Sowing the Seeds of Accuracy: United States Department of Agriculture and USAID Train University Students to Map Crops in Tanzania

This post was written by Rory Nealon, senior geographic information system (GIS) analyst, USAID.
The transformation of societies brought on by rapid innovations in the digital economy has resulted in a digital skills and digital data divide. Countries at the forefront of this digital transformation can develop and adapt skills, infrastructure, data and policies for their needs. With this race to shift economies to digital, not all countries are able to evenly benefit. Through its Digital Strategy and forthcoming Geospatial Strategy, USAID supports countries as they adapt their economies to this new digital age.
The USAID GeoCenter launched YouthMappers in 2015 to address gaps in publicly accessible digital map data and to invest in the professional development of university students. The YouthMappers program prepares students with the skills needed to succeed in a modern digital economy while also mapping communities that have historically been overlooked or under-mapped. Since its beginning, the program has evolved into a comprehensive development effort that supports women’s economic empowerment, digital literacy and custom mapping campaigns focused on climate adaptation, public safety and health services.

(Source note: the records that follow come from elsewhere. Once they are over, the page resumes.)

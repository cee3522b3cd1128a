use can_transport::TransportError;
use thiserror::Error;

pub type Result<T, E = BridgeError> = core::result::Result<T, E>;

/// Malformed bridge message. Discarded per message, never affects session state.
#[derive(Debug, Error, Clone, PartialEq, Eq)]
pub enum DecodeError {
    #[error("payload is not a bridge message: {0}")]
    Payload(String),
    #[error("invalid frame id {0:?}")]
    Id(String),
    #[error("frame id {0:#x} out of range")]
    IdRange(u32),
    #[error("invalid data hex {0:?}")]
    Data(String),
    #[error("data is {0} bytes, at most 8 allowed")]
    DataTooLong(usize),
}

#[derive(Debug, Error)]
pub enum DeviceError {
    #[error("no CAN adapter found")]
    NotFound,
    #[error("adapter scan failed: {0}")]
    Scan(#[source] TransportError),
    #[error("cannot open adapter {name}: {source}")]
    Open {
        name: String,
        #[source]
        source: TransportError,
    },
    #[error("adapter rejected bitrate {bitrate}: {source}")]
    BitrateRejected {
        bitrate: u32,
        #[source]
        source: TransportError,
    },
    #[error("cannot configure adapter: {0}")]
    Configure(#[source] TransportError),
    #[error("adapter must be configured before it is started")]
    NotConfigured,
    #[error("cannot start adapter: {0}")]
    Start(#[source] TransportError),
    #[error("read failed: {0}")]
    Read(#[source] TransportError),
    #[error("send failed: {0}")]
    Send(#[source] TransportError),
    #[error("device session is not running")]
    NotRunning,
}

impl DeviceError {
    /// Continuing with a misconfigured bus is unsafe; everything else is retried.
    pub fn is_fatal(&self) -> bool {
        matches!(self, DeviceError::BitrateRejected { .. })
    }
}

#[derive(Debug, Error)]
pub enum BrokerError {
    #[error("cannot connect to broker: {0}")]
    Connect(String),
    #[error("subscribe to {topic} failed: {reason}")]
    Subscribe { topic: String, reason: String },
    #[error("publish failed: {0}")]
    Publish(String),
    #[error("not connected to broker")]
    NotConnected,
    #[error("broker connection lost: {0}")]
    ConnectionLost(String),
}

#[derive(Debug, Error)]
pub enum ConfigError {
    #[error("invalid value for {key}: {value:?}")]
    Invalid { key: &'static str, value: String },
    #[error("cannot read {path}: {reason}")]
    Source { path: String, reason: String },
}

#[derive(Debug, Error)]
pub enum BridgeError {
    #[error("fatal device error: {0}")]
    FatalDevice(#[source] DeviceError),
    #[error("worker task failed: {0}")]
    Worker(String),
    #[error("bridge already running")]
    AlreadyRunning,
}
use core::fmt;
use time::OffsetDateTime;

/// Maximum payload of a classic CAN frame.
pub const MAX_DATA_LEN: usize = 8;

/// 11-bit or 29-bit CAN identifier
#[derive(Clone, Copy, Debug, Eq, PartialEq, Hash)]
pub struct CanId {
    raw: u32,
    extended: bool,
}

impl CanId {
    pub const STANDARD_MAX: u32 = 0x7FF;
    pub const EXTENDED_MAX: u32 = 0x1FFF_FFFF;

    pub fn standard(id11: u16) -> Option<Self> {
        if u32::from(id11) <= Self::STANDARD_MAX {
            Some(Self {
                raw: u32::from(id11),
                extended: false,
            })
        } else {
            None
        }
    }

    pub fn extended(id29: u32) -> Option<Self> {
        if id29 <= Self::EXTENDED_MAX {
            Some(Self {
                raw: id29,
                extended: true,
            })
        } else {
            None
        }
    }

    pub fn raw(&self) -> u32 {
        self.raw
    }
    pub fn is_extended(&self) -> bool {
        self.extended
    }
}

impl fmt::Display for CanId {
    fn fmt(&self, f: &mut fmt::Formatter<'_>) -> fmt::Result {
        if self.extended {
            write!(f, "0x{raw:08X}", raw = self.raw)
        } else {
            write!(f, "0x{raw:03X}", raw = self.raw)
        }
    }
}

/// A classic CAN frame (no CAN FD)
#[derive(Clone, Debug, Eq, PartialEq)]
pub struct CanFrame {
    pub id: CanId,
    pub len: u8,
    pub data: [u8; 8],
    pub rtr: bool,
    pub timestamp: Option<Timestamp>,
}

impl CanFrame {
    pub fn new(id: CanId, data: &[u8]) -> Option<Self> {
        if data.len() > MAX_DATA_LEN {
            return None;
        }
        let mut buf = [0u8; 8];
        buf[..data.len()].copy_from_slice(data);
        Some(Self {
            id,
            len: data.len() as u8,
            data: buf,
            rtr: false,
            timestamp: None,
        })
    }

    /// Remote transmission request carrying the given payload bytes.
    pub fn remote(id: CanId, data: &[u8]) -> Option<Self> {
        let mut frame = Self::new(id, data)?;
        frame.rtr = true;
        Some(frame)
    }

    /// Payload bytes up to the declared length; never reads past it.
    pub fn payload(&self) -> &[u8] {
        let len = usize::from(self.len).min(MAX_DATA_LEN);
        &self.data[..len]
    }

    pub fn stamped_now(mut self) -> Self {
        self.timestamp = Some(Timestamp(OffsetDateTime::now_utc()));
        self
    }
}

impl fmt::Display for CanFrame {
    fn fmt(&self, f: &mut fmt::Formatter<'_>) -> fmt::Result {
        write!(f, "{} [{}]", self.id, self.len)?;
        for b in self.payload() {
            write!(f, " {b:02X}")?;
        }
        if self.rtr {
            write!(f, " (rtr)")?;
        }
        Ok(())
    }
}

#[derive(Clone, Copy, Debug, Eq, PartialEq)]
pub struct Timestamp(pub OffsetDateTime);

/// A discovered adapter.
#[derive(Clone, Debug, Eq, PartialEq)]
pub struct BusInfo {
    pub name: String,
    pub driver: String,
}

#[cfg(test)]
mod tests {
    use super::*;

    #[test]
    fn test_id_ranges() {
        assert!(CanId::standard(0x7FF).is_some());
        assert!(CanId::standard(0x800).is_none());
        assert!(CanId::extended(0x1FFF_FFFF).is_some());
        assert!(CanId::extended(0x2000_0000).is_none());
    }

    #[test]
    fn test_frame_rejects_long_payload() {
        let id = CanId::standard(0x10).unwrap();
        assert!(CanFrame::new(id, &[0u8; 9]).is_none());
        let frame = CanFrame::new(id, &[1, 2, 3]).unwrap();
        assert_eq!(frame.payload(), &[1, 2, 3]);
    }

    #[test]
    fn test_payload_clamps_bogus_len() {
        let id = CanId::standard(0x10).unwrap();
        let mut frame = CanFrame::new(id, &[1; 8]).unwrap();
        frame.len = 15;
        assert_eq!(frame.payload().len(), 8);
    }

    #[test]
    fn test_display() {
        let id = CanId::extended(0x18FF50E5).unwrap();
        let frame = CanFrame::remote(id, &[0xAB]).unwrap();
        assert_eq!(frame.to_string(), "0x18FF50E5 [1] AB (rtr)");
    }
}
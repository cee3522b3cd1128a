use thiserror::Error;

pub type Result<T, E = TransportError> = core::result::Result<T, E>;

#[derive(Debug, Error)]
pub enum TransportError {
    #[error("I/O error: {0}")]
    Io(String),
    #[error("timeout")]
    Timeout,
    #[error("invalid frame: {0}")]
    InvalidFrame(&'static str),
    #[error("bitrate {0} bit/s rejected by adapter")]
    BitrateRejected(u32),
    #[error("adapter not started")]
    NotStarted,
}

impl TransportError {
    /// `true` for the "no frame available yet" signal of a timed read.
    pub fn is_timeout(&self) -> bool {
        matches!(self, TransportError::Timeout)
    }
}
use anyhow::{bail, Context, Result};
use can_bridge::{BridgeConfig, BridgeController, RumqttConnector};
use can_transport::CanDriver;
use std::sync::Arc;
use tracing::{info, warn};

#[tokio::main]
async fn main() -> Result<()> {
    setup_tracing();

    let (config, source) = BridgeConfig::load().context("failed to load configuration")?;
    info!(%source, ?config, "configuration loaded");

    let driver = select_driver(&config.can_backend)?;
    let bridge = BridgeController::new(&config, driver, Arc::new(RumqttConnector));

    let shutdown = bridge.shutdown_token();
    tokio::spawn(async move {
        wait_for_signal().await;
        info!("shutdown requested");
        shutdown.cancel();
    });

    bridge.run().await.context("bridge terminated")?;
    info!("bridge exited cleanly");
    Ok(())
}

fn select_driver(backend: &str) -> Result<Arc<dyn CanDriver>> {
    match backend {
        #[cfg(feature = "slcan")]
        "slcan" => Ok(Arc::new(can_transport::SlcanDriver)),
        #[cfg(feature = "mock")]
        "mock" => {
            warn!("using the mock CAN backend; transmitted frames loop back to the receive topic");
            let driver = can_transport::MockDriver::new();
            driver.set_loopback(true);
            Ok(Arc::new(driver))
        }
        other => bail!("CAN backend '{other}' is not available in this build"),
    }
}

async fn wait_for_signal() {
    #[cfg(unix)]
    {
        use tokio::signal::unix::{signal, SignalKind};
        match signal(SignalKind::terminate()) {
            Ok(mut term) => {
                tokio::select! {
                    _ = tokio::signal::ctrl_c() => {}
                    _ = term.recv() => {}
                }
                return;
            }
            Err(e) => warn!(error = %e, "cannot listen for SIGTERM"),
        }
    }
    let _ = tokio::signal::ctrl_c().await;
}

fn setup_tracing() {
    let filter = tracing_subscriber::EnvFilter::try_from_default_env()
        .unwrap_or_else(|_| tracing_subscriber::EnvFilter::new("info"));
    let _ = tracing_subscriber::fmt().with_env_filter(filter).try_init();
}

New geospatial data created through the YouthMappers program helps countries’ digital economies develop. A well-mapped road and transportation network supports efficiency in delivering goods to markets. Access to business location information helps consumers benefit from educational and health care services, as well as find places to shop and eat. By training YouthMappers students to use modern mapping tools, they directly support the development of their own local communities.
The broader agricultural industry is already adapting to the digital economy. It has incorporated machine learning, satellite imagery, the internet of things and mobile phone apps. However, adoption of machine learning requires very large sets of data to train its models. Gaps in geospatially referenced agricultural data in developing countries has constrained the ability to apply the benefits of machine learning techniques in many places where USAID works. Detailed crop maps are needed to create agriculture production estimates and to help understand the effects of climate change. In the United States, highly detailed maps of agricultural fields have been generated from remote sensing and are more than 90% accurate for major crops such as corn (95%), rice (96%), and cotton (91%). In Africa, however, the accuracy of satellite-derived crop maps is lower than 70%. According to the authors of an article in Frontiers in Sustainable Food Systems, “a major bottleneck to the application of machine learning tools to satellite data for African farms is the lack of high-quality ground truth data.”
To help address this gap in ground truth information (data that is validated by physically visiting the agricultural fields and confirming the crop varieties that are being grown), the Foreign Agricultural Service of the United States Department of Agriculture (USDA) teamed up with the USAID GeoCenter to engage YouthMappers to pilot a solution. They trained university students to identify crops on site at the field level and use mobile phones to collect specific information about the crops. The crop data collected in the field would be combined with satellite images of the same agricultural fields to inform the machine learning process. The ultimate goal was to improve the accuracy of local crop maps, despite the data-poor environment, while teaching the students new skills.
The interagency team chose the East African country of Tanzania to apply this approach because it has strong YouthMappers chapters, a well-developed open mapping community, and many of the crops that are important to the USDA Foreign Agricultural Service. To collect a wide breadth of data and engage as many YouthMappers students as possible throughout the country, the team used a “training of the trainers” method. This meant students who attended the initial training workshop would train and conduct further field surveys with their own YouthMappers chapters after returning to their home universities.
Tanzanian YouthMappers from Arusha, Dodoma and Mwanza were selected because these areas possessed variation in the types of crops grown across a diverse geographic landscape. The students were able to survey more than 1,700 fields with different crop types and the quality of the data is currently being tested with machine learning models at George Washington University in Washington, D.C.
This pilot project is helping to improve applicability of cutting-edge technology in data-poor countries while exposing university students to the agricultural industry that is so critical to their local economies. USAID’s forthcoming Geospatial Strategy prioritizes the need to support partnerships that improve developing country capacity to use geospatial data and tools. And because the data created for this project was shared on OpenStreetMap, a web-based open mapping platform, it becomes a digital public good for others to reuse. The project tested an approach for harnessing the strengths of two different U.S. government agencies in partnership with an international academic community to advance the agriculture sector. It demonstrated that these relationships can yield valuable insights about how to apply evolving geospatial technologies to international development.